Records drawn from a dataset:
....
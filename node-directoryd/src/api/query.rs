use async_trait::async_trait;
use axum::{
    extract::{FromRequestParts, Query},
    http::request::Parts,
};
use serde::de::DeserializeOwned;
use serde_json::{Map, Value};
use crate::error::DirectoryError;

/// Query string extractor that keeps the last value of a repeated key.
///
/// Rejections surface as `DirectoryError` so they render as the JSON
/// error envelope.
#[derive(Debug)]
pub struct QueryParams<T>(pub T);

#[async_trait]
impl<T, S> FromRequestParts<S> for QueryParams<T>
where
    T: DeserializeOwned,
    S: Send + Sync,
{
    type Rejection = DirectoryError;

    async fn from_request_parts(parts: &mut Parts, state: &S) -> Result<Self, Self::Rejection> {
        let Query(pairs) = Query::<Vec<(String, String)>>::from_request_parts(parts, state)
            .await
            .map_err(|rejection| DirectoryError::InvalidQuery {
                reason: rejection.body_text(),
            })?;

        // Later pairs overwrite earlier ones
        let params: Map<String, Value> = pairs
            .into_iter()
            .map(|(key, value)| (key, Value::String(value)))
            .collect();

        serde_json::from_value(Value::Object(params))
            .map(QueryParams)
            .map_err(|e| DirectoryError::InvalidQuery {
                reason: e.to_string(),
            })
    }
}
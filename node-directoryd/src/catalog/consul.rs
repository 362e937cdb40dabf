use anyhow::Context;
use async_trait::async_trait;
use percent_encoding::{utf8_percent_encode, AsciiSet, NON_ALPHANUMERIC};
use reqwest::Client as HttpClient;
use serde::de::DeserializeOwned;
use shared::protocol::{
    CATALOG_API_PREFIX, CATALOG_DATACENTERS, CATALOG_SERVICE, CATALOG_SERVICES, QUERY_DC,
    QUERY_TOKEN,
};
use shared::types::CatalogEntry;
use crate::catalog::{CatalogClient, ServiceTags};
use crate::config::CatalogConnection;
use crate::error::{DirectoryError, Result};

/// Characters escaped when a service name is placed in a URL path
const PATH_SEGMENT: &AsciiSet = &NON_ALPHANUMERIC
    .remove(b'-')
    .remove(b'_')
    .remove(b'.')
    .remove(b'~');

/// Catalog client speaking the Consul HTTP API.
///
/// Holds one pooled HTTP client; every call is a single GET with no retry.
#[derive(Clone)]
pub struct ConsulCatalog {
    http_client: HttpClient,
    base_url: String,
    token: Option<String>,
}

impl ConsulCatalog {
    pub fn new(connection: &CatalogConnection) -> anyhow::Result<Self> {
        let mut builder = HttpClient::builder();

        if !connection.tls_verify {
            builder = builder.danger_accept_invalid_certs(true);
        }

        if let Some(path) = &connection.client_cert {
            let pem = std::fs::read(path)
                .with_context(|| format!("Failed to read client certificate: {}", path.display()))?;
            let identity = reqwest::Identity::from_pem(&pem)
                .with_context(|| format!("Failed to load client certificate: {}", path.display()))?;
            builder = builder.identity(identity);
        }

        let http_client = builder.build().context("Failed to build catalog HTTP client")?;

        Ok(Self {
            http_client,
            base_url: format!("{}{}", connection.base_url(), CATALOG_API_PREFIX),
            token: connection.token.clone(),
        })
    }

    async fn get<T: DeserializeOwned>(&self, endpoint: &str, dc: Option<&str>) -> Result<T> {
        let url = format!("{}{}", self.base_url, endpoint);

        let mut query: Vec<(&str, &str)> = Vec::with_capacity(2);
        if let Some(token) = &self.token {
            query.push((QUERY_TOKEN, token.as_str()));
        }
        if let Some(dc) = dc {
            query.push((QUERY_DC, dc));
        }

        tracing::debug!("Catalog request: {} dc={:?}", url, dc);

        let resp = self
            .http_client
            .get(&url)
            .query(&query)
            .send()
            .await
            .map_err(|source| DirectoryError::Connectivity {
                endpoint: url.clone(),
                source,
            })?;

        let status = resp.status();
        if !status.is_success() {
            let body = match resp.text().await {
                Ok(body) => body,
                Err(e) => {
                    tracing::warn!("Failed to read catalog error body from {}: {}", url, e);
                    status.canonical_reason().unwrap_or_default().to_string()
                }
            };
            tracing::debug!("Catalog answered {} for {}", status, url);
            return Err(DirectoryError::CatalogProtocol {
                status: status.as_u16(),
                body,
            });
        }

        let bytes = resp.bytes().await.map_err(|source| DirectoryError::Connectivity {
            endpoint: url.clone(),
            source,
        })?;

        serde_json::from_slice(&bytes).map_err(|e| DirectoryError::CatalogDecode {
            endpoint: url,
            reason: e.to_string(),
        })
    }
}

#[async_trait]
impl CatalogClient for ConsulCatalog {
    async fn datacenters(&self) -> Result<Vec<String>> {
        self.get(CATALOG_DATACENTERS, None).await
    }

    async fn services(&self, dc: Option<&str>) -> Result<ServiceTags> {
        self.get(CATALOG_SERVICES, dc).await
    }

    async fn service_instances(&self, service: &str, dc: Option<&str>) -> Result<Vec<CatalogEntry>> {
        let endpoint = format!(
            "{}/{}",
            CATALOG_SERVICE,
            utf8_percent_encode(service, PATH_SEGMENT)
        );
        self.get(&endpoint, dc).await
    }
}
....
EXERCISE AIM:
Show the lines of the records above that mention "identity".

RESULT OF THIS TASK:
            let identity = reqwest::Identity::from_pem(&pem)
            builder = builder.identity(identity);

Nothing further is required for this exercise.